The film is a cautionary tale about scientific hubris, but that gets me thinking about the “scientific hubris” trope more generally. Beginning with Shelley’s Frankenstein, there is a strand in Western film and literature dealing with science or technology, even straight science fiction, that can be described as one giant cautionary tale against scientific hubris. In the past, this anti-science strand was always counteracted by the celebrants of technological progress: Jules Verne comes immediately to mind, he the great anecdote to the pessimist H.G. Wells. (Verne hated being compared to Wells.) Today, however, you’ll be hard pressed to find a Jules Verne, especially in Hollywood. From the reboot of The Manchurian Candidate to the Bourne franchise, the bad guys are more and more often rogue scientists (geneticists, usually, the worst kind of rogue scientist) and the good guys are the victims of Science, always ready with moralistic lines about Humanity.

“I’m not a science experiment, doc.”

“You were so concerned with whether or not you could, you never stopped to think if you should.”

I’m glad no one had that attitude in previous centuries. We’d still be bleeding patients and traveling by stagecoach.

There aren’t many films or novels these days whose protagonists are headstrong researchers pursuing knowledge and advancement at any costs,  even though  the achievements of Western civilization rely on headstrong researchers pursuing knowledge and advancement at any costs.* When did you last see a film or read a book in which the bad guys warned against scientific hubris, in which the antagonist was the guy who tries to thwart the geneticist from conducting a human experiment?

Not in America.
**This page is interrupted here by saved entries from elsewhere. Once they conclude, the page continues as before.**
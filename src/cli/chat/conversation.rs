use std::sync::Arc;

use eyre::{Result, eyre};
use tracing::info;

use super::categories;
use super::conversation_state::ConversationState;
use crate::agent_client::{AgentClient, AgentTransport, HttpTransport};
use crate::message::Role;
use crate::normalize::normalize;

/// Drives one conversation: records turns and asks the agent for replies.
pub struct Conversation<T = HttpTransport> {
    client: Arc<AgentClient<T>>,
    state: Option<ConversationState>,
}

impl<T: AgentTransport> Conversation<T> {
    pub fn new(client: Arc<AgentClient<T>>) -> Self {
        Self { client, state: None }
    }

    /// The conversation state, created on first use.
    pub fn state(&mut self) -> &mut ConversationState {
        ConversationState::initialize(&mut self.state)
    }

    pub fn client(&self) -> &AgentClient<T> {
        &self.client
    }

    /// Send `prompt` to the agent and record both sides of the turn.
    ///
    /// Blank prompts are ignored. Returns whether a turn was taken.
    pub async fn submit(&mut self, prompt: &str) -> bool {
        if prompt.trim().is_empty() {
            return false;
        }

        let state = ConversationState::initialize(&mut self.state);
        state.append_message(Role::User, prompt);

        let reply = self
            .client
            .get_reply(state.conversation_id(), state.messages())
            .await;

        let text = normalize(&reply);
        state.set_raw_response(reply);
        state.append_message(Role::Assistant, &text);
        true
    }

    /// Submit the example prompt at `index` (1-based) of the active category.
    pub async fn submit_example(&mut self, index: usize) -> Result<bool> {
        let category = self.state().active_category().to_string();
        let examples = categories::find(&category)
            .map(|c| c.examples)
            .unwrap_or_default();

        let prompt = index
            .checked_sub(1)
            .and_then(|i| examples.get(i))
            .ok_or_else(|| eyre!("No example {} in category '{}'", index, category))?;

        Ok(self.submit(prompt).await)
    }

    pub fn set_category(&mut self, name: &str) -> Result<()> {
        let category = categories::find(name).ok_or_else(|| eyre!("Unknown category: {}", name.trim()))?;
        self.state().set_active_category(category.name);
        Ok(())
    }

    pub fn reset(&mut self) {
        let state = self.state();
        state.reset();
        info!(conversation_id = %state.conversation_id(), "Started a new session");
    }
}

#[cfg(test)]
mod tests {
    use std::time::Duration;

    use serde_json::json;

    use super::*;
    use crate::agent_client::AgentError;
    use crate::agent_client::testing::MockTransport;
    use crate::message::Message;
    use crate::normalize::WARNING_MARKER;

    fn conversation(transport: &MockTransport) -> Conversation<MockTransport> {
        let client = AgentClient::new(transport.clone(), Duration::from_secs(600));
        Conversation::new(Arc::new(client))
    }

    #[tokio::test]
    async fn test_blank_prompts_are_ignored() {
        let transport = MockTransport::new();
        let mut chat = conversation(&transport);

        assert!(!chat.submit("").await);
        assert!(!chat.submit("   ").await);
        assert!(!chat.submit("\n\t").await);

        assert!(chat.state().messages().is_empty());
        assert_eq!(transport.calls(), 0);
    }

    #[tokio::test]
    async fn test_hello_round_trip() {
        let transport = MockTransport::new().reply_with(json!({"response": "Hi there"}));
        let mut chat = conversation(&transport);

        assert!(chat.submit("Hello").await);

        let state = chat.state();
        assert_eq!(
            state.messages(),
            [
                Message::new(Role::User, "Hello"),
                Message::new(Role::Assistant, "Hi there"),
            ]
        );
        assert_eq!(state.raw_response(), Some(&json!({"response": "Hi there"})));
    }

    #[tokio::test]
    async fn test_timeout_becomes_warning_message() {
        let transport = MockTransport::new().fail_with(AgentError::Timeout(Duration::from_secs(180)));
        let mut chat = conversation(&transport);

        chat.submit("Hello").await;

        let reply = &chat.state().messages()[1];
        assert_eq!(reply.role, Role::Assistant);
        assert!(reply.content.starts_with(WARNING_MARKER));
        assert!(reply.content.contains("Error communicating with agent"));
    }

    #[tokio::test]
    async fn test_prompt_is_stored_untrimmed_and_history_is_resent() {
        let transport = MockTransport::new()
            .reply_with(json!({"answer": "first"}))
            .reply_with(json!([{"message": "second"}]));
        let mut chat = conversation(&transport);

        chat.submit("  Hello ").await;
        chat.submit("More").await;

        let requests = transport.requests();
        assert_eq!(requests.len(), 2);
        assert_eq!(
            requests[1][0]["messages"],
            json!([
                {"sl_role": "USER", "content": "  Hello "},
                {"sl_role": "ASSISTANT", "content": "first"},
                {"sl_role": "USER", "content": "More"}
            ])
        );
        assert_eq!(chat.state().messages()[3].content, "second");
        assert_eq!(chat.state().raw_response(), Some(&json!([{"message": "second"}])));
    }

    #[tokio::test]
    async fn test_reset_starts_fresh_session() {
        let transport = MockTransport::new();
        let mut chat = conversation(&transport);
        chat.submit("Hello").await;
        let previous = chat.state().conversation_id();

        chat.reset();

        let state = chat.state();
        assert_ne!(state.conversation_id(), previous);
        assert!(state.messages().is_empty());
        assert!(state.raw_response().is_none());
    }

    #[tokio::test]
    async fn test_sessions_sharing_a_client_stay_isolated() {
        let transport = MockTransport::new()
            .reply_with(json!({"response": "for alice"}))
            .reply_with(json!({"response": "for bob"}));
        let client = Arc::new(AgentClient::new(transport.clone(), Duration::from_secs(600)));
        let mut alice = Conversation::new(Arc::clone(&client));
        let mut bob = Conversation::new(client);

        alice.submit("Hello").await;
        bob.submit("Hello").await;

        assert_eq!(transport.calls(), 2);
        assert_eq!(alice.state().messages()[1].content, "for alice");
        assert_eq!(bob.state().messages()[1].content, "for bob");
    }

    #[tokio::test]
    async fn test_examples_and_categories() {
        let transport = MockTransport::new();
        let mut chat = conversation(&transport);

        chat.set_category("certification status").unwrap();
        assert_eq!(chat.state().active_category(), "Certification Status");
        assert!(chat.set_category("Weather").is_err());

        assert!(chat.submit_example(2).await.unwrap());
        assert_eq!(
            chat.state().messages()[0].content,
            "List certifications expiring in the next 90 days."
        );

        assert!(chat.submit_example(0).await.is_err());
        assert!(chat.submit_example(99).await.is_err());
        assert_eq!(transport.calls(), 1);
    }
}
For that, you need to go to Japan:

If you haven’t seen it or read it, I highly recommend Paprika. The story follows two psychiatrists who have invented devices that allow people to watch, record, and even enter one another’s dreams. The antagonist is Dr. Inui, a wheelchair-bound purist who believes the devices are unethical and dangerous, and who will go to great lengths—even murder—to stop the devices from being used. Inui considers himself the “protector of human dreams” from the audacity of science. The book describes him as “obsessed with justice” to a “dangerous” degree. He delivers puritanical speeches against the pro-research protagonists:

You see yourselves as brave pioneers riding on the leading edge of discovery! Where’s your sense of social responsibility? You should be ashamed to call yourselves scientists!

He critiques the Western notion of scientific genius from a Marxist perspective:

You seem to think you developed the devices all by yourself, but that’s merely the product of vanity. You didn’t. What about the investors who provided all the funds, the engineers who installed the equipment, the assistants, even the cleaning ladies? You can’t claim the invention as your own.

“You didn’t build that!”

In other words, Inui is the Cathderal. And he’s the bad guy. Don’t expect authors outside the Sinosphere to start putting words like the ones above into the mouths of anyone but their holier-than-thou, anti-scientific heroes.

*TV medical dramas are the exception to this new rule. House and Doc Martin are especially enjoyable; both characters care far more about science and medicine than they do about bedside manners or ethics committees.